Para aquellos de nosotros que hemos sido testigos de la plena realización de este proceso, es el significado de esta transformación -si es que se trata de una transformación- lo que merece ser cuestionado. La idea de transformación implica, de hecho, que los dos modelos son formal y temporalmente distintos. Schmitt sabe perfectamente que “en la realidad histórica hay continuas mezclas y combinaciones” y que a todo Estado pertenecen tanto la legislación como la administración y el gobierno. Es posible, sin embargo -y ésta es nuestra hipótesis-, que la mezcla sea aún más íntima y que Estado legislativo y Estado administrativo, legislación y administración, constitución y gobierno sean partes esenciales e inseparables de un único sistema, que es el Estado moderno tal como lo conocemos.
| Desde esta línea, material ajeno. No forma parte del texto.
//! Test data builders

use chrono::{DateTime, TimeZone, Utc};
use marketchat::shared::messaging::{ChatMessage, MessageId, UserId};

/// Fixed instant on 2024-03-01, `minute` minutes after noon
pub fn at_minute(minute: u32) -> DateTime<Utc> {
    Utc.with_ymd_and_hms(2024, 3, 1, 12, minute, 0).unwrap()
}

/// A message as the server would return it
pub fn chat_message(id: MessageId, sender_id: UserId, receiver_id: UserId) -> ChatMessage {
    ChatMessage {
        id,
        sender_id,
        receiver_id,
        message: format!("message {}", id),
        product_id: None,
        is_read: false,
        created_at: at_minute((id % 60) as u32),
        sender_name: format!("user{}", sender_id),
        sender_picture: None,
        receiver_name: format!("user{}", receiver_id),
        receiver_picture: None,
        product_title: None,
        product_price: None,
    }
}
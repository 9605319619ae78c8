use crate::client::ClientError;

/// Default server URL
const DEFAULT_SERVER_URL: &str = "http://127.0.0.1:5000";

/// Where the chat server lives and how to authenticate against it.
#[derive(Debug, Clone)]
pub struct ClientConfig {
    server_url: String,
    token: Option<String>,
}

impl Default for ClientConfig {
    fn default() -> Self {
        let server_url = std::env::var("CLIENT_API_URL").unwrap_or_else(|_| DEFAULT_SERVER_URL.to_string());
        Self::new(server_url)
    }
}

impl ClientConfig {
    pub fn new(server_url: impl Into<String>) -> Self {
        let server_url: String = server_url.into();
        Self {
            server_url: server_url.trim_end_matches('/').to_string(),
            token: None,
        }
    }

    pub fn with_token(mut self, token: impl Into<String>) -> Self {
        self.token = Some(token.into());
        self
    }

    /// Set the JWT token
    pub fn set_token(&mut self, token: Option<String>) {
        self.token = token;
    }

    /// Get the JWT token
    pub fn token(&self) -> Option<&str> {
        self.token.as_deref()
    }

    /// Token, or [`ClientError::NotAuthenticated`] when none is set
    pub fn require_token(&self) -> Result<&str, ClientError> {
        self.token().ok_or(ClientError::NotAuthenticated)
    }

    /// Clear the token (logout)
    pub fn clear_token(&mut self) {
        self.token = None;
    }

    pub fn server_url(&self) -> &str {
        &self.server_url
    }

    /// Get the full URL for an API endpoint
    pub fn api_url(&self, path: &str) -> String {
        format!("{}{}", self.server_url, path)
    }

    /// WebSocket URL of the realtime endpoint
    pub fn ws_url(&self) -> String {
        let base = if let Some(rest) = self.server_url.strip_prefix("https://") {
            format!("wss://{}", rest)
        } else if let Some(rest) = self.server_url.strip_prefix("http://") {
            format!("ws://{}", rest)
        } else {
            self.server_url.clone()
        };
        format!("{}/ws", base)
    }
}
//! Realtime channel keys
//!
//! Both participants of a conversation, and the relay, derive the same key for
//! a pair of users without any lookup: sort the two ids in their decimal text
//! form and join them with `-`. Users 7 and 3 share the channel `"3-7"`, and
//! users 9 and 10 share `"10-9"` because `"10"` sorts before `"9"`.

use super::error::SharedError;
use super::messaging::UserId;

/// Separator between the two ids of a channel key
pub const CHANNEL_KEY_SEPARATOR: char = '-';

/// Canonical channel key for a pair of users, independent of argument order.
pub fn channel_key(a: UserId, b: UserId) -> String {
    let (a, b) = (a.to_string(), b.to_string());
    let (first, second) = if a <= b { (a, b) } else { (b, a) };
    format!("{}{}{}", first, CHANNEL_KEY_SEPARATOR, second)
}

/// Parse a channel key back into its two participants.
///
/// Ids come back in key order. Only canonical keys are accepted: two positive
/// ids in text order, with no padding or whitespace. Anything else would name a channel that no client
/// ever derives.
pub fn parse_channel_key(key: &str) -> Result<(UserId, UserId), SharedError> {
    let invalid = || SharedError::validation("channel", format!("Invalid channel key '{}'", key));

    let (left, right) = key.split_once(CHANNEL_KEY_SEPARATOR).ok_or_else(invalid)?;
    let first: UserId = left.parse().map_err(|_| invalid())?;
    let second: UserId = right.parse().map_err(|_| invalid())?;

    if first <= 0 || second <= 0 || channel_key(first, second) != key {
        return Err(invalid());
    }

    Ok((first, second))
}

/// Whether `user_id` is one of the two participants named by `key`.
pub fn channel_includes(key: &str, user_id: UserId) -> bool {
    parse_channel_key(key)
        .map(|(first, second)| first == user_id || second == user_id)
        .unwrap_or(false)
}
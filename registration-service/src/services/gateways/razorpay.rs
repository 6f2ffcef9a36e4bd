//! Razorpay adapter.
//!
//! Orders API for payment initiation, checkout and webhook signature
//! verification, and order/payment lookups for reconciliation.

use super::{
    CallbackPayload, GatewayError, GatewayOrder, OrderRequest, OrderState, OrderStatus,
    PaymentGateway,
};
use crate::config::RazorpayConfig;
use crate::models::PaymentGatewayKind;
use async_trait::async_trait;
use chrono::Utc;
use reqwest::Client;
use secrecy::ExposeSecret;
use serde::{Deserialize, Serialize};
use service_core::utils::signature::verify_hmac_sha256;

#[derive(Clone)]
pub struct RazorpayGateway {
    client: Client,
    config: RazorpayConfig,
    require_callback_auth: bool,
}

/// Request to create a Razorpay order.
#[derive(Debug, Serialize)]
struct CreateOrderRequest<'a> {
    /// Amount in paise.
    amount: i64,
    currency: &'a str,
    receipt: &'a str,
    notes: serde_json::Value,
}

#[derive(Debug, Deserialize)]
struct RazorpayOrder {
    id: String,
    amount: i64,
    #[serde(default)]
    amount_paid: i64,
    /// `created`, `attempted` or `paid`.
    status: String,
}

#[derive(Debug, Deserialize)]
struct PaymentList {
    #[serde(default)]
    items: Vec<PaymentEntity>,
}

#[derive(Debug, Deserialize)]
struct PaymentEntity {
    id: String,
    /// `created`, `authorized`, `captured`, `refunded` or `failed`.
    status: String,
    order_id: Option<String>,
    error_code: Option<String>,
}

#[derive(Debug, Deserialize)]
struct RazorpayError {
    error: RazorpayErrorDetail,
}

#[derive(Debug, Deserialize)]
struct RazorpayErrorDetail {
    code: String,
    description: String,
}

#[derive(Debug, Deserialize)]
struct WebhookEvent {
    event: String,
    payload: WebhookPayload,
}

#[derive(Debug, Deserialize)]
struct WebhookPayload {
    payment: Option<WebhookEntity<PaymentEntity>>,
    order: Option<WebhookEntity<WebhookOrder>>,
}

#[derive(Debug, Deserialize)]
struct WebhookEntity<T> {
    entity: T,
}

#[derive(Debug, Deserialize)]
struct WebhookOrder {
    id: String,
    status: Option<String>,
}

impl RazorpayGateway {
    pub fn new(config: RazorpayConfig, require_callback_auth: bool) -> Self {
        Self {
            client: Client::new(),
            config,
            require_callback_auth,
        }
    }

    pub fn key_id(&self) -> &str {
        &self.config.key_id
    }

    fn url(&self, path: &str) -> String {
        format!("{}{}", self.config.api_base_url.trim_end_matches('/'), path)
    }

    fn ensure_configured(&self) -> Result<(), GatewayError> {
        if self.config.is_configured() {
            Ok(())
        } else {
            Err(GatewayError::NotConfigured(PaymentGatewayKind::Razorpay))
        }
    }

    async fn get_json<T: for<'de> Deserialize<'de>>(&self, path: &str) -> Result<T, GatewayError> {
        let response = self
            .client
            .get(self.url(path))
            .basic_auth(
                &self.config.key_id,
                Some(self.config.key_secret.expose_secret()),
            )
            .send()
            .await?;

        let status = response.status();
        let body = response.text().await?;

        if status.is_success() {
            serde_json::from_str(&body).map_err(|e| GatewayError::Decode(e.to_string()))
        } else {
            Err(provider_error(status.as_u16(), &body))
        }
    }
}

fn provider_error(status: u16, body: &str) -> GatewayError {
    let message = serde_json::from_str::<RazorpayError>(body)
        .map(|e| format!("{} - {}", e.error.code, e.error.description))
        .unwrap_or_else(|_| body.to_string());

    GatewayError::Provider {
        gateway: PaymentGatewayKind::Razorpay,
        status: Some(status),
        message,
    }
}

/// Maps an order and its payment attempts onto our three-state view.
fn resolve_state(order: &RazorpayOrder, payments: &[PaymentEntity]) -> OrderState {
    let captured = payments.iter().any(|p| p.status == "captured");
    if order.status == "paid" || captured {
        return OrderState::Completed;
    }

    let all_failed = !payments.is_empty() && payments.iter().all(|p| p.status == "failed");
    if order.status == "attempted" && all_failed {
        OrderState::Failed
    } else {
        OrderState::Pending
    }
}

#[async_trait]
impl PaymentGateway for RazorpayGateway {
    fn kind(&self) -> PaymentGatewayKind {
        PaymentGatewayKind::Razorpay
    }

    fn is_configured(&self) -> bool {
        self.config.is_configured()
    }

    async fn create_order(&self, request: &OrderRequest) -> Result<GatewayOrder, GatewayError> {
        self.ensure_configured()?;

        let body = CreateOrderRequest {
            amount: request.amount_minor(),
            currency: &request.currency,
            receipt: &request.merchant_order_id,
            notes: serde_json::json!({ "merchant_order_id": request.merchant_order_id }),
        };

        let response = self
            .client
            .post(self.url("/orders"))
            .basic_auth(
                &self.config.key_id,
                Some(self.config.key_secret.expose_secret()),
            )
            .json(&body)
            .send()
            .await?;

        let status = response.status();
        let text = response.text().await?;

        tracing::debug!(status = %status, "Razorpay create_order response");

        if !status.is_success() {
            let err = provider_error(status.as_u16(), &text);
            tracing::error!(error = %err, "Razorpay order creation failed");
            return Err(err);
        }

        let order: RazorpayOrder =
            serde_json::from_str(&text).map_err(|e| GatewayError::Decode(e.to_string()))?;

        tracing::info!(
            order_id = %order.id,
            amount = order.amount,
            merchant_order_id = %request.merchant_order_id,
            "Razorpay order created"
        );

        let expiry = chrono::Duration::from_std(request.expiry)
            .unwrap_or_else(|_| chrono::Duration::minutes(30));

        Ok(GatewayOrder {
            order_ref: order.id.clone(),
            provider_order_id: order.id,
            checkout_token: None,
            expire_at: Some(Utc::now() + expiry),
        })
    }

    /// `HMAC-SHA256(order_id + "|" + payment_id, key_secret)`
    fn verify_signature(
        &self,
        order_id: &str,
        payment_id: &str,
        signature: &str,
    ) -> Result<bool, GatewayError> {
        self.ensure_configured()?;

        let payload = format!("{}|{}", order_id, payment_id);
        let is_valid = verify_hmac_sha256(self.config.key_secret.expose_secret(), &payload, signature)
            .map_err(|e| GatewayError::Decode(e.to_string()))?;

        if is_valid {
            tracing::info!(order_id, payment_id, "Payment signature verified");
        } else {
            tracing::warn!(order_id, payment_id, "Payment signature verification failed");
        }

        Ok(is_valid)
    }

    async fn get_order_status(
        &self,
        order_ref: &str,
        detailed: bool,
    ) -> Result<OrderStatus, GatewayError> {
        self.ensure_configured()?;

        let order: RazorpayOrder = self.get_json(&format!("/orders/{}", order_ref)).await?;

        let payments = if detailed || order.status != "created" {
            self.get_json::<PaymentList>(&format!("/orders/{}/payments", order_ref))
                .await?
                .items
        } else {
            Vec::new()
        };

        let state = resolve_state(&order, &payments);
        let transaction_id = payments
            .iter()
            .find(|p| p.status == "captured")
            .or_else(|| payments.iter().find(|p| p.status == "authorized"))
            .map(|p| p.id.clone());
        let error_code = match state {
            OrderState::Failed => payments.iter().rev().find_map(|p| p.error_code.clone()),
            _ => None,
        };

        tracing::debug!(
            order_id = %order_ref,
            order_status = %order.status,
            amount_paid = order.amount_paid,
            state = ?state,
            "Razorpay order status"
        );

        Ok(OrderStatus {
            state,
            amount: Some(order.amount),
            transaction_id,
            error_code,
        })
    }

    /// Verifies `X-Razorpay-Signature`: `HMAC-SHA256(body, webhook_secret)`.
    fn validate_callback(
        &self,
        signature: Option<&str>,
        raw_body: &str,
    ) -> Result<CallbackPayload, GatewayError> {
        let secret = self.config.webhook_secret.expose_secret();

        if secret.is_empty() {
            if self.require_callback_auth {
                return Err(GatewayError::Unauthorized(
                    "webhook secret is not configured".to_string(),
                ));
            }
            tracing::warn!("Razorpay webhook secret not configured; accepting unverified webhook");
        } else {
            let signature = signature
                .ok_or_else(|| GatewayError::Unauthorized("missing signature".to_string()))?;
            let valid = verify_hmac_sha256(secret, raw_body, signature)
                .map_err(|e| GatewayError::Decode(e.to_string()))?;
            if !valid {
                tracing::warn!("Razorpay webhook signature verification failed");
                return Err(GatewayError::Unauthorized("invalid signature".to_string()));
            }
        }

        let event: WebhookEvent =
            serde_json::from_str(raw_body).map_err(|e| GatewayError::Decode(e.to_string()))?;

        let payment = event.payload.payment.map(|p| p.entity);
        let order = event.payload.order.map(|o| o.entity);

        let order_ref = order
            .as_ref()
            .map(|o| o.id.clone())
            .or_else(|| payment.as_ref().and_then(|p| p.order_id.clone()))
            .ok_or_else(|| GatewayError::Decode("webhook carries no order id".to_string()))?;

        let state_hint = payment
            .map(|p| p.status)
            .or_else(|| order.and_then(|o| o.status));

        Ok(CallbackPayload {
            order_ref,
            event: event.event,
            state_hint,
        })
    }
}

#[cfg(test)]
mod tests {
    use super::*;
    use secrecy::Secret;
    use service_core::utils::signature::hmac_sha256_hex;

    fn test_config() -> RazorpayConfig {
        RazorpayConfig {
            key_id: "rzp_test_123".to_string(),
            key_secret: Secret::new("my_secret_key".to_string()),
            webhook_secret: Secret::new("webhook_secret".to_string()),
            api_base_url: "https://api.razorpay.com/v1".to_string(),
        }
    }

    fn payment(id: &str, status: &str) -> PaymentEntity {
        PaymentEntity {
            id: id.to_string(),
            status: status.to_string(),
            order_id: Some("order_1".to_string()),
            error_code: None,
        }
    }

    fn order(status: &str) -> RazorpayOrder {
        RazorpayOrder {
            id: "order_1".to_string(),
            amount: 50_000,
            amount_paid: 0,
            status: status.to_string(),
        }
    }

    #[test]
    fn test_is_configured() {
        let gateway = RazorpayGateway::new(test_config(), true);
        assert!(gateway.is_configured());

        let empty = RazorpayConfig {
            key_id: "".to_string(),
            key_secret: Secret::new("".to_string()),
            webhook_secret: Secret::new("".to_string()),
            api_base_url: "".to_string(),
        };
        assert!(!RazorpayGateway::new(empty, true).is_configured());
    }

    #[test]
    fn test_payment_signature_verification() {
        let gateway = RazorpayGateway::new(test_config(), true);
        let signature = hmac_sha256_hex("my_secret_key", "order_123|pay_456").unwrap();

        assert!(gateway
            .verify_signature("order_123", "pay_456", &signature)
            .unwrap());
        assert!(!gateway
            .verify_signature("order_123", "pay_456", "invalid_signature")
            .unwrap());
    }

    #[test]
    fn test_state_mapping() {
        assert_eq!(resolve_state(&order("paid"), &[]), OrderState::Completed);
        assert_eq!(resolve_state(&order("created"), &[]), OrderState::Pending);
        assert_eq!(
            resolve_state(&order("attempted"), &[payment("pay_1", "failed")]),
            OrderState::Failed
        );
        assert_eq!(
            resolve_state(
                &order("attempted"),
                &[payment("pay_1", "failed"), payment("pay_2", "authorized")]
            ),
            OrderState::Pending
        );
        assert_eq!(
            resolve_state(&order("attempted"), &[payment("pay_1", "captured")]),
            OrderState::Completed
        );
    }

    #[test]
    fn test_webhook_signature() {
        let gateway = RazorpayGateway::new(test_config(), true);
        let body = r#"{"event":"payment.captured","payload":{"payment":{"entity":{"id":"pay_1","status":"captured","order_id":"order_1"}}}}"#;
        let signature = hmac_sha256_hex("webhook_secret", body).unwrap();

        let payload = gateway.validate_callback(Some(&signature), body).unwrap();
        assert_eq!(payload.order_ref, "order_1");
        assert_eq!(payload.event, "payment.captured");
        assert_eq!(payload.state_hint.as_deref(), Some("captured"));

        assert!(matches!(
            gateway.validate_callback(Some("bad"), body),
            Err(GatewayError::Unauthorized(_))
        ));
        assert!(matches!(
            gateway.validate_callback(None, body),
            Err(GatewayError::Unauthorized(_))
        ));
    }

    #[test]
    fn test_missing_webhook_secret_fails_closed() {
        let mut config = test_config();
        config.webhook_secret = Secret::new(String::new());
        let body = r#"{"event":"order.paid","payload":{"order":{"entity":{"id":"order_9","status":"paid"}}}}"#;

        let strict = RazorpayGateway::new(config.clone(), true);
        assert!(matches!(
            strict.validate_callback(None, body),
            Err(GatewayError::Unauthorized(_))
        ));

        let lenient = RazorpayGateway::new(config, false);
        assert_eq!(lenient.validate_callback(None, body).unwrap().order_ref, "order_9");
    }
}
Por tanto, si tácticamente es posible oponer uno de los dos elementos al otro, sería totalmente engañoso creer que podemos aislar permanentemente lo que es parte integrante del mismo sistema bipolar.
Algo así como una política diferente sólo será posible a partir de la constatación de que Estado y administración, constitución y gobierno son dos caras de una misma realidad, que debe ser radicalmente cuestionada. No hay poder que pueda legitimar su ejercicio con leyes, sin presuponer un orden extrajurídico que lo fundamente, ni puede haber una pura práctica administrativa que pretenda seguir siendo legal sobre la base de decretos dictados en vista de una necesidad. Se trata, como sugiere el propio Schmitt, de dos formas distintas de hacer obligatoria la obediencia. Como vemos claramente hoy, la verdad de ambas es, de hecho, el estado de excepción. Ya se actúe en nombre de la ley o en nombre de la administración, lo que está en juego en última instancia es siempre el ejercicio soberano del monopolio de la violencia. Y éstekyros, el gobernante oculto que, en palabras de Aristóteles, mantiene unidas las dos caras visibles del poder estatal en un sistema.